Les Frères Goncourt
© F. Robert 2020 © 9ème Histoire 2021
LES FRÈRES GONCOURT
Leur nom évoque immanquablement « Le Journal » et le « Prix Goncourt » !
Il est en effet impossible d’ignorer « Le Journal » des Goncourt dès que l’on parle de la société mondaine, littéraire et artistique du XIXe siècle : « Pendant près d’un demi-siècle, ces vieux garçons boudés par la critique, délaissés par le public, humiliés par le pouvoir et méprisés par leurs proches, se vengent de la bêtise et des moqueries en consignant chaque soir les bons mots, balourdises ou travers de ceux, grand ou petits que les hasards de la vie sèment sur leur chemin. » écrit Pierre Ménard.

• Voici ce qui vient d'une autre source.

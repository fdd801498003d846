// HTML to PDF through an external rendering engine

use super::mermaid::spawn_error;
use super::{ConversionOptions, DocumentError, DocumentResult};
use serde::{Deserialize, Serialize};
use std::process::Stdio;
use std::str::FromStr;
use std::time::Duration;
use tokio::io::AsyncWriteExt;
use tokio::process::Command;

/// Supported HTML-to-PDF engines; each reads HTML on stdin and writes PDF to stdout
#[derive(Debug, Clone, Copy, PartialEq, Eq, Default, Serialize, Deserialize)]
#[serde(rename_all = "lowercase")]
pub enum PdfEngine {
    #[default]
    Weasyprint,
    Wkhtmltopdf,
    Pandoc,
}

impl PdfEngine {
    pub fn binary(&self) -> &'static str {
        match self {
            Self::Weasyprint => "weasyprint",
            Self::Wkhtmltopdf => "wkhtmltopdf",
            Self::Pandoc => "pandoc",
        }
    }

    pub(crate) fn args(&self, page_size: &str) -> Vec<String> {
        match self {
            Self::Weasyprint => vec!["-".into(), "-".into()],
            Self::Wkhtmltopdf => vec![
                "--quiet".into(),
                "--page-size".into(),
                page_size.into(),
                "-".into(),
                "-".into(),
            ],
            Self::Pandoc => vec![
                "--from".into(),
                "html".into(),
                "--to".into(),
                "pdf".into(),
                "-V".into(),
                format!("papersize:{}", page_size.to_ascii_lowercase()),
                "--output".into(),
                "-".into(),
            ],
        }
    }
}

impl FromStr for PdfEngine {
    type Err = String;

    fn from_str(s: &str) -> Result<Self, Self::Err> {
        match s.trim().to_ascii_lowercase().as_str() {
            "weasyprint" => Ok(Self::Weasyprint),
            "wkhtmltopdf" => Ok(Self::Wkhtmltopdf),
            "pandoc" => Ok(Self::Pandoc),
            other => Err(format!("unknown PDF engine: {}", other)),
        }
    }
}

pub(crate) async fn render(html: &str, options: &ConversionOptions) -> DocumentResult<Vec<u8>> {
    let engine = options.pdf_engine;
    let tool = options.pdf_command.as_deref().unwrap_or(engine.binary());
    tracing::debug!(engine = tool, "Rendering PDF");

    let mut child = Command::new(tool)
        .args(engine.args(&options.page_size))
        .stdin(Stdio::piped())
        .stdout(Stdio::piped())
        .stderr(Stdio::piped())
        .kill_on_drop(true)
        .spawn()
        .map_err(|e| spawn_error(tool, e))?;

    // Feed stdin while collecting output so an engine that stops reading cannot outlive the timeout
    let stdin = child.stdin.take();
    let write_input = async move {
        if let Some(mut stdin) = stdin {
            stdin.write_all(html.as_bytes()).await?;
            stdin.shutdown().await?;
        }
        Ok::<_, std::io::Error>(())
    };
    let run = async move { tokio::join!(write_input, child.wait_with_output()) };

    let timeout = Duration::from_secs(options.tool_timeout_secs);
    let (written, output) = tokio::time::timeout(timeout, run).await.map_err(|_| {
        DocumentError::ToolTimeout {
            tool: tool.to_string(),
            secs: options.tool_timeout_secs,
        }
    })?;
    let output = output?;
    if let Err(e) = written {
        tracing::debug!(engine = tool, error = %e, "Engine closed stdin early");
    }

    if !output.status.success() {
        return Err(DocumentError::ExternalTool {
            tool: tool.to_string(),
            stderr: String::from_utf8_lossy(&output.stderr).trim().to_string(),
        });
    }

    if !output.stdout.starts_with(b"%PDF") {
        return Err(DocumentError::ExternalTool {
            tool: tool.to_string(),
            stderr: "output is not a PDF document".to_string(),
        });
    }

    Ok(output.stdout)
}
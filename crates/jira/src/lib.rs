//! # mcphub-jira
//!
//! Jira REST v2 client behind an [`IssueTracker`] port, plus a learned
//! [`WorkflowGraph`] and use cases built on top of it.
//!
//! ## Quick Start
//!
//! ```rust,no_run
//! use mcphub_jira::{JiraClient, JiraResult, IssueTracker, SearchRequest};
//!
//! #[tokio::main]
//! async fn main() -> JiraResult<()> {
//!     let client = JiraClient::builder()
//!         .base_url("https://acme.atlassian.net")
//!         .basic_auth("dev@acme.com", "api-token")
//!         .build()?;
//!
//!     let me = client.myself().await?;
//!     println!("Authenticated as {:?}", me.display_name);
//!
//!     let results = client
//!         .search()
//!         .jql(&SearchRequest::new("assignee = currentUser()"))
//!         .await?;
//!     println!("{} issues assigned", results.total);
//!
//!     Ok(())
//! }
//! ```
//!
//! ## Moving an issue through its workflow
//!
//! ```rust,no_run
//! use mcphub_jira::{usecases, JiraClient, WorkflowGraph};
//!
//! # async fn example(client: JiraClient) -> mcphub_jira::JiraResult<()> {
//! let mut graph = WorkflowGraph::new();
//! let outcome = usecases::transition_to_status(&client, &mut graph, "PROJ-42", "Done", 5).await?;
//! println!("{} -> {}", outcome.from_status, outcome.final_status);
//! # Ok(())
//! # }
//! ```

pub mod api;
pub mod client;
pub mod config;
pub mod error;
pub mod port;
pub mod transport;
pub mod types;
pub mod usecases;
pub mod workflow;

pub use client::{JiraClient, JiraClientBuilder};
pub use config::{ClientConfig, JiraAuth, RetryConfig};
pub use error::{JiraError, JiraResult};
pub use port::IssueTracker;
pub use types::*;
pub use workflow::WorkflowGraph;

Edmond et Jules de Goncourt par Gavarni - Wikicommons
Edmond est né en 1822, Jules huit ans plus tard, mais on les prendrait pour des jumeaux tant leurs idées et leurs écrits sont semblables ! Jules meurt en 1870, Edmond en 1896, si bien que quand on parle « des Goncourt », c’est surtout Edmond qui devrait être cité.
Issus de vieilles familles lorraines, ils bénéficient de « rentes » importantes -environ 10 000 francs par an, quand le salaire d’un ouvrier atteint 300 francs- provenant surtout de revenus de propriétés agricoles et de la dot de leur mère, le père ayant fait une carrière militaire sous l’Empire.

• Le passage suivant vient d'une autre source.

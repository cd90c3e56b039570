//! `analyze` command - run the pipeline over a directory of images.

use std::path::Path;
use std::sync::Arc;

use console::style;
use indicatif::{ProgressBar, ProgressStyle};
use tokio::sync::mpsc;

use crate::config::Settings;
use crate::discovery::discover_images;
use crate::llm::{CompletionBackend, LlmClient};
use crate::services::{AnalyzeEvent, AnalyzeService};
use crate::sink::JsonlSink;

pub async fn cmd_analyze(
    settings: &Settings,
    input: &Path,
    output: &Path,
    limit: usize,
) -> anyhow::Result<()> {
    if !input.is_dir() {
        anyhow::bail!("Input path {} is not a directory", input.display());
    }

    let discovered = discover_images(input)?;
    if discovered.skipped > 0 {
        println!(
            "{} Skipped {} unsupported or unreadable files",
            style("!").yellow(),
            discovered.skipped
        );
    }
    if discovered.images.is_empty() {
        println!(
            "{} No image files found in {}",
            style("!").yellow(),
            input.display()
        );
        return Ok(());
    }

    let mut images = discovered.images;
    if limit > 0 && images.len() > limit {
        images.truncate(limit);
    }
    let total = images.len();

    println!("{} Found {} images", style("→").cyan(), total);
    println!("  Model: {} at {}", settings.llm.model, settings.llm.api_base);
    println!("  Output: {}", output.display());
    println!("  Workers: {}", settings.workers);

    let sink = Arc::new(JsonlSink::create(output)?);
    let backend: Arc<dyn CompletionBackend> = Arc::new(LlmClient::new(settings.llm.clone()));
    let service = AnalyzeService::new(backend, sink);

    let (event_tx, mut event_rx) = mpsc::channel::<AnalyzeEvent>(100);

    let progress = ProgressBar::new(total as u64);
    progress.set_style(
        ProgressStyle::default_bar()
            .template("{spinner:.green} [{bar:30.cyan/blue}] {pos}/{len} {wide_msg}")
            .unwrap()
            .progress_chars("█▓░"),
    );
    progress.set_message("Analyzing images...");

    let event_handler = tokio::spawn(async move {
        while let Some(event) = event_rx.recv().await {
            match event {
                AnalyzeEvent::Started { image_id, .. } => {
                    progress.set_message(image_id);
                }
                AnalyzeEvent::Completed { .. } => {
                    progress.inc(1);
                }
                AnalyzeEvent::Failed { image_id, error, .. } => {
                    progress.suspend(|| {
                        eprintln!("  {} {} failed: {}", style("✗").red(), image_id, error);
                    });
                    progress.inc(1);
                }
            }
        }
        progress.finish_and_clear();
    });

    let result = service.run(images, settings.workers, event_tx).await?;
    let _ = event_handler.await;

    println!(
        "{} Analyzed {} of {} images",
        style("✓").green(),
        result.succeeded,
        result.attempted
    );
    if result.failed > 0 {
        println!("  {} {} images failed", style("!").yellow(), result.failed);
    }
    println!("  Results written to {}", output.display());

    Ok(())
}
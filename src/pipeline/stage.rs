//! Stage definitions and prompts for the per-image pipeline.
//!
//! The stage set is fixed and known at compile time: classification,
//! error check, PII narrative, and structured PII extraction, in that
//! order. Stages that need grounding receive the prior stage's raw
//! text through the completion backend's context slot.

/// The fixed analysis stages, in execution order.
#[derive(Debug, Clone, Copy, PartialEq, Eq)]
pub enum Stage {
    Classification,
    ErrorCheck,
    PiiNarrative,
    PiiStructured,
}

impl Stage {
    /// Stage name used in logs and failure reasons.
    pub fn name(&self) -> &'static str {
        match self {
            Self::Classification => "classification",
            Self::ErrorCheck => "error_check",
            Self::PiiNarrative => "pii_narrative",
            Self::PiiStructured => "pii_structured",
        }
    }

    /// Whether a failed model call for this stage aborts the image.
    /// The PII narrative is display-oriented; losing it degrades the
    /// record instead of skipping the image.
    pub fn is_required(&self) -> bool {
        !matches!(self, Self::PiiNarrative)
    }
}

impl std::fmt::Display for Stage {
    fn fmt(&self, f: &mut std::fmt::Formatter<'_>) -> std::fmt::Result {
        f.write_str(self.name())
    }
}

/// Prompt for the document classification stage.
pub const CLASSIFICATION_PROMPT: &str = r#"You are a Know Your Customer (KYC) document verification expert. Analyze this identification document image.

Rules:
1. First identify if this is a passport or ID card
2. Locate and identify which country issued this document
3. Check document format and security features
4. Note the document's overall condition and quality
5. Document text layout and positioning
6. Note any visual elements or features
7. Look for tampering or unusual elements
8. Assess photo quality and integration

Previous feedback: N/A

Respond with exactly these labeled lines and nothing else:
Reasoning: <your analysis of the document type, condition and authenticity>
Contains text: <true or false>
Country: <country of issue>
Security features: <list of security features, or N/A>
Visual elements: <description of non-text visual elements, or N/A>"#;

/// Prompt for the consistency / error-check stage. The classification
/// stage's raw output is supplied as grounding context.
pub const ERROR_CHECK_PROMPT: &str = r#"Verify the completeness and accuracy of the prior document analysis against the document image. Check every single detail character by character. This is not meant to be an overview or summary.

Rules:
1. Compare all text fields exactly
2. Check numbers and dates carefully
3. Verify name spellings precisely
4. Look for missing or extra information
5. Note any formatting differences
6. Check for OCR errors or misreadings
7. Verify document number formats

Respond with exactly these labeled lines and nothing else:
Reasoning: <your detailed comparison>
Has errors: <true or false>
Feedback: <detailed feedback about errors or missing information, or N/A>
Score: <a number between 0.0 and 1.0, where 1.0 means fully consistent and complete>"#;

/// Prompt for the free-text PII extraction stage.
pub const PII_NARRATIVE_PROMPT: &str = r#"Extract personally identifiable information (PII) from this document image, including:
Name - The full legal name of the individual, usually written as First Middle Last.
Date of Birth - The person's date of birth, often shown as MM/DD/YYYY.
Address - The cardholder's current residential address.
ID Number - A unique identification number assigned to the individual, such as a driver's license or state ID number.
Issuing Authority - The government agency or department that issued the ID, such as the Department of Motor Vehicles.
Expiration Date - The date when the ID document will expire and need to be renewed.
Photograph - A current photo of the cardholder's face, used for identification purposes.
Physical Descriptors - Details about the person's physical characteristics, like height, weight, eye color, etc.
Signature - The cardholder's actual signature.

Respond with one bulleted line per item above. Write N/A for anything not present on the document."#;

/// Prompt for the structured PII extraction stage. The narrative
/// stage's output, when available, is supplied as grounding context.
pub const PII_STRUCTURED_PROMPT: &str = r#"Extract personally identifiable information (PII) from this document image as a single JSON object with exactly these string fields:
"name", "dob", "address", "id_number", "issuing_authority", "expiration_date", "photograph", "physical_descriptors", "signature"

Use an empty string for anything not present on the document. Respond with only the JSON object, no prose and no code fences."#;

Ils ne travailleront plus jamais -l’aîné a alors 26 ans !- le salariat leur semblant bon pour ceux qui désirent un maître, non pour les « esprits libres » ; ils avaient dans leur jeunesse « tâté » d’un peu de journalisme et de peinture.

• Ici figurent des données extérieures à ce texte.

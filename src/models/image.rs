//! Discovered image units and their raster formats.

use std::path::PathBuf;

/// Raster image formats accepted by the pipeline.
///
/// Anything else found during discovery is skipped before it reaches
/// the analysis stages.
#[derive(Debug, Clone, Copy, PartialEq, Eq)]
pub enum ImageFormat {
    Jpeg,
    Png,
    WebP,
    Tiff,
    Bmp,
    Gif,
}

impl ImageFormat {
    /// MIME type used when embedding the image in a model request.
    pub fn mime_type(&self) -> &'static str {
        match self {
            Self::Jpeg => "image/jpeg",
            Self::Png => "image/png",
            Self::WebP => "image/webp",
            Self::Tiff => "image/tiff",
            Self::Bmp => "image/bmp",
            Self::Gif => "image/gif",
        }
    }

    /// Map a sniffed MIME type to a supported format.
    pub fn from_mime(mime: &str) -> Option<Self> {
        match mime {
            "image/jpeg" => Some(Self::Jpeg),
            "image/png" => Some(Self::Png),
            "image/webp" => Some(Self::WebP),
            "image/tiff" => Some(Self::Tiff),
            "image/bmp" => Some(Self::Bmp),
            "image/gif" => Some(Self::Gif),
            _ => None,
        }
    }
}

/// One image queued for analysis.
///
/// Created by discovery, consumed by exactly one pipeline run, never
/// mutated afterwards.
#[derive(Debug, Clone)]
pub struct ImageUnit {
    /// Identifier derived from the filename stem.
    pub id: String,
    /// Path the image was read from.
    pub path: PathBuf,
    /// Raw file contents.
    pub bytes: Vec<u8>,
    /// Format detected from the file contents, not the extension.
    pub format: ImageFormat,
}
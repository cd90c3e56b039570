//! Vision language model client.

mod client;

pub use client::{CompletionBackend, LlmClient, LlmConfig, LlmError};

Plaque rappelant le souvenir des Goncourt 43, rue St Georges - © CR
Ils s’installent d’abord 43, rue Saint Georges jusqu’en 1868 et vont habiter ensuite 53, boulevard de Montmorency (actuel numéro 67) à la recherche du calme. Gravement atteint par la syphilis, Jules ne supporte pas le bruit de l’atelier de Sax au 50, rue St Georges qui le rend fou !
Au point qu’Edmond envisage devant le délabrement de son frère de le supprimer et de se tuer ensuite. Il y renoncera.
« … dans cette figure aimée où il y avait l’intelligence, l’ironie, cette fine et joliment méchante mine de l’esprit, je vois se glisser, minute par minute, le masque hagard de l’imbécillité ».
Le 67, boulevard de Montmorency siège de l’Académie Goncourt - © CR
Leur intérieur est de très bon goût. Alain Barbier-Sainte Marie le décrit ainsi : « … un véritable petit musée comme en témoigne la description des collections dans les sept catalogues de la vente posthume à Drouot en 1897 »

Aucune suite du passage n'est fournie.